INPUT:
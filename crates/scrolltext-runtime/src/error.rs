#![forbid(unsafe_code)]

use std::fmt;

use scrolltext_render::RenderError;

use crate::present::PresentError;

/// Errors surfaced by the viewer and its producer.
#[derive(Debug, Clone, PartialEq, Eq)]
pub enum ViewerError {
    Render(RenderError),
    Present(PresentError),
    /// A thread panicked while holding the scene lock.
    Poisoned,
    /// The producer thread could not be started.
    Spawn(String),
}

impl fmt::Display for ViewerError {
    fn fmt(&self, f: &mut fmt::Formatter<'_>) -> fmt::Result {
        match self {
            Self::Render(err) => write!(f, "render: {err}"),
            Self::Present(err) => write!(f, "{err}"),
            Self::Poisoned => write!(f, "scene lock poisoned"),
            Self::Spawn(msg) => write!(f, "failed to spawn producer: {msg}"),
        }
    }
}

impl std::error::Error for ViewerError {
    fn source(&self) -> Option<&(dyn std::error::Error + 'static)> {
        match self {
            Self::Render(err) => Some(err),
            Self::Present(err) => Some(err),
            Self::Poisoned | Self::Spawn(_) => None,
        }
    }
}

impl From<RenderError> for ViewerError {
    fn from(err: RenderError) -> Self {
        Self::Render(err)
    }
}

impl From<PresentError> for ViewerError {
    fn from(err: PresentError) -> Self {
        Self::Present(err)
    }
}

--

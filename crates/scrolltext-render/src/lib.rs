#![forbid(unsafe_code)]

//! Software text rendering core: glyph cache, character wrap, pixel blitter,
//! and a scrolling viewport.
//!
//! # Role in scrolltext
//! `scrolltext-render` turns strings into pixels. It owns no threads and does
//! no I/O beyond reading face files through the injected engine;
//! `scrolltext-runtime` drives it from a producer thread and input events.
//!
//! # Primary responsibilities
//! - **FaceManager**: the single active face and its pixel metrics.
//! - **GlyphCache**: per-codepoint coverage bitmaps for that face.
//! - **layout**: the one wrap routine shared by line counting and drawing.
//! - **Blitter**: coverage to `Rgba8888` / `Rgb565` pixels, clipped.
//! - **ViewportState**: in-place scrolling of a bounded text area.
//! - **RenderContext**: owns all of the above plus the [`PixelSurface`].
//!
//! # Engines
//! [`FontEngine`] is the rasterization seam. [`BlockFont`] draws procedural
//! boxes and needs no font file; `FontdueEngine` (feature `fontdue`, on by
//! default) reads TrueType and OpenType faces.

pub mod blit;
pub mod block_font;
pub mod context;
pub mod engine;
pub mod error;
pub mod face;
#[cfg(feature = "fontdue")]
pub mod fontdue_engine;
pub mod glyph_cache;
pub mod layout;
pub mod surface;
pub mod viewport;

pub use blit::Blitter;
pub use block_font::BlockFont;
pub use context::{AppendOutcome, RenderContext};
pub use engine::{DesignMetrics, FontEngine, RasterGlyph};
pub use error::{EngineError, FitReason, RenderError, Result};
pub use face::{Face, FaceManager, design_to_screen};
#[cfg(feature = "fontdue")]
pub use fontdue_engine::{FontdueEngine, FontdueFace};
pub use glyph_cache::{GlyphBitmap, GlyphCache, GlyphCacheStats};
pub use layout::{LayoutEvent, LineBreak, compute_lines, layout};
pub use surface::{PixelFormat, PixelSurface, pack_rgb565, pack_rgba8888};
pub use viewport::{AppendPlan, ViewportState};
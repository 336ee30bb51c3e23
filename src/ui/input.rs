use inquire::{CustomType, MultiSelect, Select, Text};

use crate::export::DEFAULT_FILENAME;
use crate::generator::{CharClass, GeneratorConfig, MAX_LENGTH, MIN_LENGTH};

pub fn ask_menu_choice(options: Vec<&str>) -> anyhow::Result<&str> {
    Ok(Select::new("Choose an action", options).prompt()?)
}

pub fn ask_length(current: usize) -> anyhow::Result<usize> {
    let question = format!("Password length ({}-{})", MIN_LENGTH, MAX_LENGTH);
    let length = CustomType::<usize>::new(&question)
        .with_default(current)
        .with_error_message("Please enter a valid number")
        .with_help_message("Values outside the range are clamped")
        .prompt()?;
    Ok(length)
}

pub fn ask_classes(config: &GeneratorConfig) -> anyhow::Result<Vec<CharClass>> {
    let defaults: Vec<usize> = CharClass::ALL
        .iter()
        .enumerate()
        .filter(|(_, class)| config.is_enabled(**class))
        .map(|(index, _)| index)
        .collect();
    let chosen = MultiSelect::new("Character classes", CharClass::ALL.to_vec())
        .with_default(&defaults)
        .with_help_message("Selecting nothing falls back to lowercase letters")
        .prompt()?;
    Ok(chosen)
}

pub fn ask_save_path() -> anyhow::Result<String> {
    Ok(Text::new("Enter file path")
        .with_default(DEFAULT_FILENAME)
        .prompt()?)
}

==

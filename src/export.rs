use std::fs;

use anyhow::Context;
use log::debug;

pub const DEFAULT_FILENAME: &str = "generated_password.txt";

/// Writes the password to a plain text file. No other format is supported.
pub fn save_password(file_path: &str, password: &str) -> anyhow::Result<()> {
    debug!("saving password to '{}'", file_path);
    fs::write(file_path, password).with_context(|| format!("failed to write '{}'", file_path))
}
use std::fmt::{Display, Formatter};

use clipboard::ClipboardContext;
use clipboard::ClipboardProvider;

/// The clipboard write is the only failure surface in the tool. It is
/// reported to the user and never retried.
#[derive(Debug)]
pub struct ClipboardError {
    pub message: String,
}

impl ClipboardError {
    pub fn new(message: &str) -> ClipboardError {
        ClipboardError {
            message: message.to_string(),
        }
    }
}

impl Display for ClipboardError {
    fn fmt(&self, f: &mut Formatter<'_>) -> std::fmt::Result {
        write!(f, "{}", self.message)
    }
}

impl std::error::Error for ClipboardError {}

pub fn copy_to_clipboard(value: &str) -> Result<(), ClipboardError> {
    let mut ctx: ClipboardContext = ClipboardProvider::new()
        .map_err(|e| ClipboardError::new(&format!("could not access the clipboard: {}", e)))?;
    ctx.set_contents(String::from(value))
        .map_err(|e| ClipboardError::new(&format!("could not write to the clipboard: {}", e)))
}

YOUR ASSIGNMENT: Filter the material above down to the lines that hold the word "options".

ANSWER:
pub fn ask_menu_choice(options: Vec<&str>) -> anyhow::Result<&str> {
    Ok(Select::new("Choose an action", options).prompt()?)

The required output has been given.